The deal, priced at a 33.6 percent premium to ACS's Friday closing price, is the latest in the active technology services sector. A week ago, Dell Inc said it would buy Perot Systems Corp . Hewlett-Packard Co bought Electronic Data Systems Corp in August 2008.
In its biggest acquisition ever, Xerox will pay 4.935 Xerox shares and $18.60 in cash for each share of ACS, totaling $63.11 per share based on Friday's closing prices, the companies said on Monday. That compares to ACS's record high share price of $63.66 in 2006.
Shares of ACS, which competes with Accenture Ltd and Computer Sciences Corp in data center management, jumped 27 percent to $55.24 on the New York Stock Exchange. Xerox shares fell 14 percent to $7.74.
The deal may help Xerox compete with printing rival HP, which significantly expanded its services segment last year with its $13.2 billion purchase of EDS.
HP strengthened their position in terms of business services (in addition to) printing, said Gabelli & Co analyst Hendi Susanto. Xerox may have to compete with HP, and this will strengthen their position.
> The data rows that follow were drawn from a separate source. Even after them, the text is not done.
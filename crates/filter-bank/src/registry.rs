//! Wavelet Registry
//!
//! Resolves family names to filter quadruples. Decomposition and
//! reconstruction only ever see a [`Wavelet`], so new families are added
//! by registering them here.

use crate::error::FilterBankError;
use crate::families::{BUILTIN_ALIASES, BUILTIN_FAMILIES};
use crate::wavelet::Wavelet;
use std::collections::BTreeMap;
use std::sync::Arc;
use tracing::debug;

/// Name → wavelet lookup table
#[derive(Debug, Clone, Default)]
pub struct WaveletRegistry {
    families: BTreeMap<String, Arc<Wavelet>>,
}

impl WaveletRegistry {
    /// Create an empty registry
    pub fn new() -> Self {
        Self::default()
    }

    /// Create a registry holding the built-in Daubechies, Symlet and
    /// Coiflet families
    pub fn with_builtin() -> Self {
        let mut registry = Self::new();

        for (name, scaling) in BUILTIN_FAMILIES {
            match Wavelet::orthogonal(*name, scaling) {
                Ok(wavelet) => registry.insert(wavelet),
                // Built-in tables are checked by the tests below
                Err(err) => debug!("Skipping built-in family {}: {}", name, err),
            }
        }

        for (alias, target) in BUILTIN_ALIASES {
            if let Some(wavelet) = registry.families.get(*target).cloned() {
                registry.families.insert((*alias).to_string(), wavelet);
            }
        }

        registry
    }

    /// Register a family under its own name, replacing any previous entry
    pub fn register(&mut self, wavelet: Wavelet) {
        debug!(
            "Registering wavelet {} ({} taps)",
            wavelet.name(),
            wavelet.filter_len()
        );
        self.insert(wavelet);
    }

    /// Register an orthogonal family from its scaling filter
    pub fn register_orthogonal(&mut self, name: &str, scaling: &[f64]) -> Result<(), FilterBankError> {
        let wavelet = Wavelet::orthogonal(name, scaling)?;
        self.register(wavelet);
        Ok(())
    }

    /// Look up a family by name (case-insensitive)
    pub fn get(&self, name: &str) -> Result<Arc<Wavelet>, FilterBankError> {
        self.families
            .get(&name.to_ascii_lowercase())
            .cloned()
            .ok_or_else(|| FilterBankError::UnknownWavelet {
                name: name.to_string(),
            })
    }

    /// Whether a family name resolves
    pub fn contains(&self, name: &str) -> bool {
        self.families.contains_key(&name.to_ascii_lowercase())
    }

    /// Registered names (aliases included), sorted
    pub fn names(&self) -> Vec<&str> {
        self.families.keys().map(String::as_str).collect()
    }

    fn insert(&mut self, wavelet: Wavelet) {
        self.families
            .insert(wavelet.name().to_ascii_lowercase(), Arc::new(wavelet));
    }
}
Ursula Burns, chief executive of Xerox, said revenue from services will triple to an estimated $10 billion next year from $3.5 billion in 2008.
Customers are saying, 'We need help with the entire document infrastructure.' We've got the technology piece of the back office and the technology piece of automation. We need help with the information piece, Burns said in an interview.
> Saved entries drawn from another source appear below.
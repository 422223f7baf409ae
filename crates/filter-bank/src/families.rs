//! Built-in Orthogonal Families
//!
//! Scaling filters (low-pass analysis taps) of the families registered by
//! default. All remaining filters are derived by the quadrature-mirror
//! relation in [`crate::FilterQuad::orthogonal`].

use std::f64::consts::FRAC_1_SQRT_2;

const HAAR: [f64; 2] = [FRAC_1_SQRT_2, FRAC_1_SQRT_2];

const DB2: [f64; 4] = [
    0.482_962_913_144_534_1,
    0.836_516_303_737_807_9,
    0.224_143_868_042_013_4,
    -0.129_409_522_551_260_4,
];

const DB3: [f64; 6] = [
    0.332_670_552_950_082_6,
    0.806_891_509_311_092_5,
    0.459_877_502_118_491_5,
    -0.135_011_020_010_254_6,
    -0.085_441_273_882_026_7,
    0.035_226_291_885_709_5,
];

const DB4: [f64; 8] = [
    0.230_377_813_308_896_5,
    0.714_846_570_552_915_6,
    0.630_880_767_929_858_9,
    -0.027_983_769_416_859_9,
    -0.187_034_811_719_093_0,
    0.030_841_381_835_560_7,
    0.032_883_011_666_885_2,
    -0.010_597_401_785_069_0,
];

const DB6: [f64; 12] = [
    0.111_540_743_350_109_5,
    0.494_623_890_398_453_3,
    0.751_133_908_021_095_9,
    0.315_250_351_709_198_2,
    -0.226_264_693_965_440_0,
    -0.129_766_867_567_262_5,
    0.097_501_605_587_322_5,
    0.027_522_865_530_305_3,
    -0.031_582_039_317_486_2,
    0.000_553_842_201_161_4,
    0.004_777_257_510_945_5,
    -0.001_077_301_085_308_5,
];

const DB8: [f64; 16] = [
    0.054_415_842_243_104_9,
    0.312_871_590_914_303_1,
    0.675_630_736_297_290_4,
    0.585_354_683_654_190_7,
    -0.015_829_105_256_381_6,
    -0.284_015_542_961_570_2,
    0.000_472_484_573_912_4,
    0.128_747_426_620_483_7,
    -0.017_369_301_001_808_3,
    -0.044_088_253_930_795_2,
    0.013_981_027_917_399_5,
    0.008_746_094_047_406_1,
    -0.004_870_352_993_451_8,
    -0.000_391_740_373_377_0,
    0.000_675_449_406_450_6,
    -0.000_117_476_784_124_8,
];

const SYM4: [f64; 8] = [
    -0.075_765_714_789_273_33,
    -0.029_635_527_645_998_51,
    0.497_618_667_632_015_45,
    0.803_738_751_805_916_1,
    0.297_857_795_605_277_36,
    -0.099_219_543_576_847_22,
    -0.012_603_967_262_037_833,
    0.032_223_100_604_042_702,
];

const SYM8: [f64; 16] = [
    -0.003_382_415_951_359_4,
    -0.000_542_132_331_635_5,
    0.031_695_087_810_345_2,
    0.007_607_487_325_284_8,
    -0.143_294_238_351_054_2,
    -0.061_273_359_067_908_8,
    0.481_359_651_259_201_2,
    0.777_185_751_699_747_8,
    0.364_441_894_835_956_4,
    -0.051_945_838_107_875_1,
    -0.027_219_029_916_813_7,
    0.049_137_179_673_476_8,
    0.003_808_752_014_060_1,
    -0.014_952_258_336_792_6,
    -0.000_302_920_514_551_6,
    0.001_889_950_332_900_7,
];

const COIF1: [f64; 6] = [
    -0.015_655_728_135_464_54,
    -0.072_732_619_512_853_9,
    0.384_864_846_864_202_86,
    0.852_572_020_212_255_4,
    0.337_897_662_457_809_2,
    -0.072_732_619_512_853_9,
];

/// Family names with their scaling filters
pub(crate) const BUILTIN_FAMILIES: &[(&str, &[f64])] = &[
    ("haar", &HAAR),
    ("db2", &DB2),
    ("db3", &DB3),
    ("db4", &DB4),
    ("db6", &DB6),
    ("db8", &DB8),
    ("sym4", &SYM4),
    ("sym8", &SYM8),
    ("coif1", &COIF1),
];

/// Alternative names resolving to an already registered family
pub(crate) const BUILTIN_ALIASES: &[(&str, &str)] = &[
    ("db1", "haar"),
    ("sym2", "db2"),
    ("sym3", "db3"),
];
Xerox will assume ACS's debt of $2 billion and issue $300 million of convertible preferred stock to ACS's founder Darwin Deason. On an adjusted earnings basis, the deal is expected to add to Xerox's earnings in the first year.
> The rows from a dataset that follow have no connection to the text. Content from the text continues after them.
impl TableOutput {
    fn new(table: BandTable, layout: TableLayout) -> Self {
        match layout {
            TableLayout::Rows => TableOutput::Rows(table),
            TableLayout::Columns => TableOutput::Columns(table),
        }
    }

    /// Underlying table
    pub fn table(&self) -> &BandTable {
        match self {
            TableOutput::Rows(table) | TableOutput::Columns(table) => table,
        }
    }
}

impl Serialize for TableOutput {
    fn serialize<S: Serializer>(&self, serializer: S) -> Result<S::Ok, S::Error> {
        match self {
            TableOutput::Rows(table) => serializer.collect_seq(table.rows()),
            TableOutput::Columns(table) => table.serialize(serializer),
        }
    }
}

/// Analysis results for one channel
#[derive(Debug, Clone, PartialEq, Serialize)]
pub struct ChannelReport {
    pub name: String,
    pub samples: usize,
    #[serde(skip_serializing_if = "Option::is_none")]
    pub features: Option<FeatureVector>,
    #[serde(skip_serializing_if = "Option::is_none")]
    pub denoised: Option<Vec<f64>>,
    #[serde(skip_serializing_if = "Option::is_none")]
    pub detection: Option<DetectionReport>,
    #[serde(skip_serializing_if = "Option::is_none")]
    pub table: Option<TableOutput>,
}

/// Results for a whole batch, channels in input order
#[derive(Debug, Clone, PartialEq, Serialize)]
pub struct BatchReport {
    pub wavelet: String,
    pub levels: usize,
    pub sampling_rate: f64,
    pub bands: Vec<BandInfo>,
    pub channels: Vec<ChannelReport>,
}

impl BatchReport {
    /// Events detected across all channels
    pub fn total_events(&self) -> usize {
        self.channels
            .iter()
            .filter_map(|c| c.detection.as_ref())
            .map(|d| d.events.len())
            .sum()
    }
}

/// Cooperative cancellation flag shared with a running batch
#[derive(Debug, Clone, Default)]
pub struct CancelToken(Arc<AtomicBool>);

impl CancelToken {
    /// Create a token in the running state
    pub fn new() -> Self {
        Self::default()
    }

    /// Request that no further channels be started
    pub fn cancel(&self) {
        self.0.store(true, Ordering::SeqCst);
    }

    /// True once [`cancel`](Self::cancel) was called
    pub fn is_cancelled(&self) -> bool {
        self.0.load(Ordering::SeqCst)
    }
}

/// Configured analysis pipeline
#[derive(Debug, Clone)]
pub struct Pipeline {
    config: Arc<PipelineConfig>,
    wavelet: Arc<Wavelet>,
    detector: Option<Arc<EventDetector>>,
    cancel: CancelToken,
}

impl Pipeline {
    /// Build a pipeline, resolving the wavelet in `registry`
    pub fn new(config: PipelineConfig, registry: &WaveletRegistry) -> Result<Self, PipelineError> {
        config.validate()?;
        let wavelet = registry.get(&config.decomposition.wavelet)?;

        let detector = if config.detection.enabled {
            Some(Arc::new(EventDetector::new(config.detection.detector())?))
        } else {
            None
        };

        info!(
            "Pipeline ready: {} to {} levels, threshold {}, detection {}",
            wavelet.name(),
            config.decomposition.levels,
            if config.threshold.enabled { "on" } else { "off" },
            if detector.is_some() { "on" } else { "off" }
        );

        Ok(Self {
            config: Arc::new(config),
            wavelet,
            detector,
            cancel: CancelToken::new(),
        })
    }

    /// Configuration in use
    pub fn config(&self) -> &PipelineConfig {
        &self.config
    }

    /// Token that stops the batch before its next channel
    pub fn cancel_token(&self) -> CancelToken {
        self.cancel.clone()
    }

    /// Frequency coverage of every band at `sampling_rate`, in table order
    pub fn band_info(&self, sampling_rate: f64) -> Vec<BandInfo> {
        let levels = self.config.decomposition.levels;
        std::iter::once(Band::Approximation)
            .chain((1..=levels).rev().map(Band::Detail))
            .map(|band| {
                let (low_hz, high_hz) = band.frequency_range(sampling_rate, levels);
                BandInfo {
                    name: band.column_name(levels),
                    band,
                    low_hz,
                    high_hz,
                }
            })
            .collect()
    }

    /// Analyze every channel of `input`
    pub async fn run(&self, input: BatchInput) -> Result<BatchReport, PipelineError> {
        let sampling_rate = input.sampling_rate;
        validate_sampling_rate(sampling_rate)?;
        if self.config.output.snapshot_dir.is_some() {
            check_snapshot_names(&input.channels)?;
        }

        info!(
            "Analyzing {} channels at {} Hz",
            input.channels.len(),
            sampling_rate
        );

        let permits = Arc::new(Semaphore::new(self.config.batch.max_concurrent_channels));
        // Raised by the first failing channel or by cancellation
        let abort = CancelToken::new();
        let mut cancelled_at = None;
        let mut pending = Vec::with_capacity(input.channels.len());

        for channel in input.channels {
            let permit = permits
                .clone()
                .acquire_owned()
                .await
                .map_err(|e| PipelineError::Task(e.to_string()))?;

            if abort.is_cancelled() {
                break;
            }
            if self.cancel.is_cancelled() {
                warn!("Batch cancelled before channel '{}'", channel.name);
                abort.cancel();
                cancelled_at = Some(channel.name);
                break;
            }

            let pipeline = self.clone();
            let abort = abort.clone();
            let name = channel.name.clone();
            let handle = tokio::task::spawn_blocking(move || {
                let _permit = permit;
                if abort.is_cancelled() {
                    return Ok(None);
                }
                let result = pipeline.analyze_channel(&channel, sampling_rate);
                if result.is_err() {
                    abort.cancel();
                }
                result.map(Some)
            });
            pending.push((name, handle));
        }

        let mut failure = None;
        let mut analyzed = Vec::with_capacity(pending.len());
        for (name, handle) in pending {
            match handle.await {
                Ok(Ok(Some(done))) => analyzed.push(done),
                Ok(Ok(None)) => {}
                Ok(Err(e)) => {
                    failure.get_or_insert(e.in_channel(&name));
                }
                Err(e) => {
                    failure.get_or_insert(PipelineError::Task(e.to_string()));
                }
            }
        }

        if let Some(err) = failure {
            return Err(err);
        }
        if let Some(name) = cancelled_at {
            return Err(PipelineError::Cancelled(name));
        }

        let (channels, trees): (Vec<ChannelReport>, Vec<CoefficientTree>) = analyzed.into_iter().unzip();

        if let Some(dir) = self.config.output.snapshot_dir.clone() {
            let names: Vec<String> = channels.iter().map(|c| c.name.clone()).collect();
            tokio::task::spawn_blocking(move || {
                names
                    .iter()
                    .zip(&trees)
                    .try_for_each(|(name, tree)| write_snapshot(&dir, name, tree))
            })
            .await
            .map_err(|e| PipelineError::Task(e.to_string()))??;
        }

        let report = BatchReport {
            wavelet: self.wavelet.name().to_string(),
            levels: self.config.decomposition.levels,
            sampling_rate,
            bands: self.band_info(sampling_rate),
            channels,
        };

        info!(
            "Batch complete: {} channels, {} events",
            report.channels.len(),
            report.total_events()
        );

        Ok(report)
    }

    /// Analyze one channel synchronously, writing its snapshot if configured
    pub fn process_channel(&self, channel: &Channel, sampling_rate: f64) -> Result<ChannelReport, PipelineError> {
        let (report, tree) = self.analyze_channel(channel, sampling_rate)?;
        if let Some(dir) = &self.config.output.snapshot_dir {
            write_snapshot(dir, &channel.name, &tree)?;
        }
        Ok(report)
    }

    fn analyze_channel(
        &self,
        channel: &Channel,
        sampling_rate: f64,
    ) -> Result<(ChannelReport, CoefficientTree), PipelineError> {
        validate_sampling_rate(sampling_rate)?;
        let started = Instant::now();
        let config = &self.config;
        let wavelet = self.wavelet.as_ref();

        let tree = decompose(&channel.samples, wavelet, config.decomposition.levels)?;
        debug!(
            "Channel '{}': {} samples, {} coefficients",
            channel.name,
            channel.samples.len(),
            tree.total_coefficients()
        );

        let features = if config.output.include_features {
            Some(FeatureExtractor::new(sampling_rate).extract(&tree)?)
        } else {
            None
        };

        let denoised = if config.threshold.enabled {
            let cleaned = threshold(&tree, &config.threshold.policy)?;
            Some(reconstruct(&cleaned, wavelet)?)
        } else {
            None
        };

        let table = if config.output.include_table {
            let table = BandTable::build(
                &channel.samples,
                &tree,
                wavelet,
                sampling_rate,
                config.output.column_source,
            )?;
            Some(TableOutput::new(table, config.output.table_layout))
        } else {
            None
        };

        let detection = match &self.detector {
            Some(detector) => {
                let mut report = detector.analyze(&channel.samples, sampling_rate)?;
                metrics::counter!("events_detected_total").increment(report.events.len() as u64);
                info!(
                    "Channel '{}': {} events ({} samples flagged)",
                    channel.name,
                    report.events.len(),
                    report.flagged_samples
                );
                if !config.output.include_flags {
                    report.flags.clear();
                    report.energy.clear();
                }
                Some(report)
            }
            None => None,
        };

        metrics::counter!("channels_processed_total").increment(1);
        metrics::histogram!("channel_processing_seconds").record(started.elapsed().as_secs_f64());

        let report = ChannelReport {
            name: channel.name.clone(),
            samples: channel.samples.len(),
            features,
            denoised,
            detection,
            table,
        };
        Ok((report, tree))
    }
}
The Norwalk, Connecticut-based copier company has been focusing on its so-called annuity business, in which customers consistently order supplies and services for their printers.
It derives some 70 percent of its cash flow from the sale of supplies, financing and services to repeat customers. But the economic downturn has forced some of its customers to slow their plans to buy new equipment or order service.
The companies expect annualized cost savings of $300 million to $400 million in the first three years after closing, which is expected in the first quarter of 2010. ACS CEO Lynn Blodgett said some jobs will be affected at the Dallas-based company.
After the deal closes, ACS will operate as a standalone unit, run by Blodgett.
J.P. Morgan and Blackstone Advisory Partners acted as financial advisors to Xerox for the deal, Citigroup Global Markets Inc was financial advisor to ACS and Evercore Partners was financial advisor to a special board committee at ACS.